*** Block opens ***

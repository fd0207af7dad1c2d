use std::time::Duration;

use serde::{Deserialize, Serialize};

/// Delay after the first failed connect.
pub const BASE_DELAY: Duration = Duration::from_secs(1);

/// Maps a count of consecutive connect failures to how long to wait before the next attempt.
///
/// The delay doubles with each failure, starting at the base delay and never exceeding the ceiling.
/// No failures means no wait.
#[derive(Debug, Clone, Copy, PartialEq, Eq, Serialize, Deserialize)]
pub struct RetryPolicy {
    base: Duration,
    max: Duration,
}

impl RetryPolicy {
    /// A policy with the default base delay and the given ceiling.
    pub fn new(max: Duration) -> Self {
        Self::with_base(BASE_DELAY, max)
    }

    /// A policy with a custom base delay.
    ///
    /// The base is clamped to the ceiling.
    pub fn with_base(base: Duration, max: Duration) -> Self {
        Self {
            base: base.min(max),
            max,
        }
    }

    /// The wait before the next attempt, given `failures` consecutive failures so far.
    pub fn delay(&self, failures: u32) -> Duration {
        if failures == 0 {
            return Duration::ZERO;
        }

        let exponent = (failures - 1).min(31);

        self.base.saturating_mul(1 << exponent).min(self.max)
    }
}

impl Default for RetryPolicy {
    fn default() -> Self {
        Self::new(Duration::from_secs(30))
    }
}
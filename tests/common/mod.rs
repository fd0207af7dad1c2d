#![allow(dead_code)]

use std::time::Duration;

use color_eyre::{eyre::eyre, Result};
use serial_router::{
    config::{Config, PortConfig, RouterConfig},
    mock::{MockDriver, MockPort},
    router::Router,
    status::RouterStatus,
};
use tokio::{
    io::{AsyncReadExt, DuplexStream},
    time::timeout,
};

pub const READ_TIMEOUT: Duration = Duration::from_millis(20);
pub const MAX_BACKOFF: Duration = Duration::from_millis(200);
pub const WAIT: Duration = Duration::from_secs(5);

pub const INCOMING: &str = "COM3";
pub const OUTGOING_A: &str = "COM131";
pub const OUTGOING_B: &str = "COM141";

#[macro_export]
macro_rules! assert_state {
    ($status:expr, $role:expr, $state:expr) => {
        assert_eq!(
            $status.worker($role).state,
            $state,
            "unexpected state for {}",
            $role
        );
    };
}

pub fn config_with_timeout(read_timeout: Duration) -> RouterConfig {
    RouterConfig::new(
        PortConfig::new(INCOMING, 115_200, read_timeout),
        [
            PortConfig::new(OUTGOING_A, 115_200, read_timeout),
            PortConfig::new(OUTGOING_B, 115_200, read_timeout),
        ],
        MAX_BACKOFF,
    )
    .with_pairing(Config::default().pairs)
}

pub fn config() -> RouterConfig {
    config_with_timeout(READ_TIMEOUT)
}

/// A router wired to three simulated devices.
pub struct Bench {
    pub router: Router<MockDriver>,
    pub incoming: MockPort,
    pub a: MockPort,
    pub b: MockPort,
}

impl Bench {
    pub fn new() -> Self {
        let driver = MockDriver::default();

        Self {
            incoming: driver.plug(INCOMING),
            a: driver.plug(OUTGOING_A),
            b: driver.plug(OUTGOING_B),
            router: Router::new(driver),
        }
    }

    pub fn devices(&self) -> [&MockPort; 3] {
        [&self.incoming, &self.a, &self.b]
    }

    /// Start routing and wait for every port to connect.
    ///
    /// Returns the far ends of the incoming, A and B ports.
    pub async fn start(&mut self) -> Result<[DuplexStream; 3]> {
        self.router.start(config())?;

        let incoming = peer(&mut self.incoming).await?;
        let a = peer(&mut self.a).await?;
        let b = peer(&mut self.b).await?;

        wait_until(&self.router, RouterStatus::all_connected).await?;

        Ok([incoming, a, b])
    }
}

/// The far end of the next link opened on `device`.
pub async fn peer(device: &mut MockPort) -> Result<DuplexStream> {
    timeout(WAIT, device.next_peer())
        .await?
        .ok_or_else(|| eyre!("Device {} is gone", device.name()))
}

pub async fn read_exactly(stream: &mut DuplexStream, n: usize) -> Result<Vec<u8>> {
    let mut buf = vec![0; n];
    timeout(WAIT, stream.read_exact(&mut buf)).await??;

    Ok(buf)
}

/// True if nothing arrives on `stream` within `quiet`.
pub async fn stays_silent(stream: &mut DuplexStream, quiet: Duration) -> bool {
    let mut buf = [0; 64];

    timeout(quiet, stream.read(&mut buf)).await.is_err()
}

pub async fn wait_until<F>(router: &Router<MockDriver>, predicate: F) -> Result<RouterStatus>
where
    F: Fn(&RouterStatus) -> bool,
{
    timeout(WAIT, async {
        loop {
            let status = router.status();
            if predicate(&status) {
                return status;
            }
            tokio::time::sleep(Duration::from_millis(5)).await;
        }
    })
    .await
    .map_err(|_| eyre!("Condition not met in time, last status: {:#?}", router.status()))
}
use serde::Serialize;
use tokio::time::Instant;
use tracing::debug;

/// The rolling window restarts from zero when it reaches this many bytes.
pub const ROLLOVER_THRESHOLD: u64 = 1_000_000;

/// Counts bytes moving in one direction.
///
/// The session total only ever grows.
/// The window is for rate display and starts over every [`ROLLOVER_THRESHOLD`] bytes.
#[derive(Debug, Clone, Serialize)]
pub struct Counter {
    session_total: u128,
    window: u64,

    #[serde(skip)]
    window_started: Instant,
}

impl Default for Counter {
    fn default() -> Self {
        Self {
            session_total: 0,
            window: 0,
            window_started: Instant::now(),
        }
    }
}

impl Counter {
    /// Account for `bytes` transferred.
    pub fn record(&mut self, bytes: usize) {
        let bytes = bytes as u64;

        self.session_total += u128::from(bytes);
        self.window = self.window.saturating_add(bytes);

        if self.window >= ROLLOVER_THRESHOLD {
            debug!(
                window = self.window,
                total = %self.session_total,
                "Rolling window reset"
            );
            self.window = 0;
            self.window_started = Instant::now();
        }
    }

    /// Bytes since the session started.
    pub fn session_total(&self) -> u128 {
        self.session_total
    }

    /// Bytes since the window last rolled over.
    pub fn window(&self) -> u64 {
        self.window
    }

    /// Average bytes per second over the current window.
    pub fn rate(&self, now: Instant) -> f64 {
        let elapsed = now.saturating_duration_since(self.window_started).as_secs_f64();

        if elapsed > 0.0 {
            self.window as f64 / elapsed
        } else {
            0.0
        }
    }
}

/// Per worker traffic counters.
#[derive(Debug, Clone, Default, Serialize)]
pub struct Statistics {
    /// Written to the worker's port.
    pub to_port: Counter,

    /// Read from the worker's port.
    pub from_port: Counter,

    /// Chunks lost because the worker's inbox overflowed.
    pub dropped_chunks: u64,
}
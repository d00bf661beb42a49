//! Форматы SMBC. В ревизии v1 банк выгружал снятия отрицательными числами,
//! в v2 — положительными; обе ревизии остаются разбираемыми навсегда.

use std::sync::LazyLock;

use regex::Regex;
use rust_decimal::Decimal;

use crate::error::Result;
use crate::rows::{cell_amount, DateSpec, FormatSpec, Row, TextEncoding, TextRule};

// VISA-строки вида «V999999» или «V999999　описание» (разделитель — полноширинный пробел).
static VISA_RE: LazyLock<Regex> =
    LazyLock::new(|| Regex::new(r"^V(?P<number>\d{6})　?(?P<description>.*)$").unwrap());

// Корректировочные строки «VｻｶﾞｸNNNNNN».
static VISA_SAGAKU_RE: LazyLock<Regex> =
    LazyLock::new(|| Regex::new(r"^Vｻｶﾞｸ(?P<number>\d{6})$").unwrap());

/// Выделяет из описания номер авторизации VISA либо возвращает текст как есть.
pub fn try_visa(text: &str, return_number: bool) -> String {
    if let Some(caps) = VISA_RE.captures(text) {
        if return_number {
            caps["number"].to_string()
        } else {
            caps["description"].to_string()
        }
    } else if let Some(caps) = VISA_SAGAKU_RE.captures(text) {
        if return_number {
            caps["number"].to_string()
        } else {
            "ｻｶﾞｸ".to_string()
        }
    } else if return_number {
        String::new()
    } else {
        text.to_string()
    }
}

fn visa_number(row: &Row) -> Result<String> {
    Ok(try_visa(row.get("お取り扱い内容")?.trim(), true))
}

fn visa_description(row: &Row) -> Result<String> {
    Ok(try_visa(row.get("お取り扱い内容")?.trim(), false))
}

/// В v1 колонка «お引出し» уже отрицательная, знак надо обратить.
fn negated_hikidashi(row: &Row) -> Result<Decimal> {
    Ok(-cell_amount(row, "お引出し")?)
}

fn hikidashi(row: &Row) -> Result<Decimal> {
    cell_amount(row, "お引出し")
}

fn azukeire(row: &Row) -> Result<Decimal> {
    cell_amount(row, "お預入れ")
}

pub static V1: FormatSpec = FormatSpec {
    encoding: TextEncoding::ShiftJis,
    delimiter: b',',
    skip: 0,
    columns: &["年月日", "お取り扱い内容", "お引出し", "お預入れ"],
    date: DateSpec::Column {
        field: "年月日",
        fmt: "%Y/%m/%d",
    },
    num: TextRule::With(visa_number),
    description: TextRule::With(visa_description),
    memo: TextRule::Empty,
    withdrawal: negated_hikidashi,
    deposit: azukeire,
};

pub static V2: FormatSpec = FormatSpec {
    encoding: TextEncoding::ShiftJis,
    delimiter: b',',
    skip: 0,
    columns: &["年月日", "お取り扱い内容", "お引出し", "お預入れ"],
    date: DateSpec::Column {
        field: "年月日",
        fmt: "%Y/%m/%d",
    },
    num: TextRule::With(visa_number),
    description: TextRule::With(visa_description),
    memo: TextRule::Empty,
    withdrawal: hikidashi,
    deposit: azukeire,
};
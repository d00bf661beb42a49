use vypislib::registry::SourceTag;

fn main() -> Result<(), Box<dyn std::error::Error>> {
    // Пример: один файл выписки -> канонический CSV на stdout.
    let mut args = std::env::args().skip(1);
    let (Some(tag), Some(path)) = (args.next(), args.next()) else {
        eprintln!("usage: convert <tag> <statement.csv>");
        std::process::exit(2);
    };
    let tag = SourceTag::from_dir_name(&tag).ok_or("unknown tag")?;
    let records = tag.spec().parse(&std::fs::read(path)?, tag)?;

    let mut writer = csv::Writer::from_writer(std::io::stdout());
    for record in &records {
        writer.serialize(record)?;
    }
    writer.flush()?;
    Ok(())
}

*** Block closes ***

**WORK TO BE COMPLETED:** Reproduce, character for character, only the lines of the preceding data that start at the line with "if self.window >= ROLLOVER_THRESHOLD" and end at the line with "last rolled over.", both included.

**EXERCISE SOLUTION:**
        if self.window >= ROLLOVER_THRESHOLD {
            debug!(
                window = self.window,
                total = %self.session_total,
                "Rolling window reset"
            );
            self.window = 0;
            self.window_started = Instant::now();
        }
    }

    /// Bytes since the session started.
    pub fn session_total(&self) -> u128 {
        self.session_total
    }

    /// Bytes since the window last rolled over.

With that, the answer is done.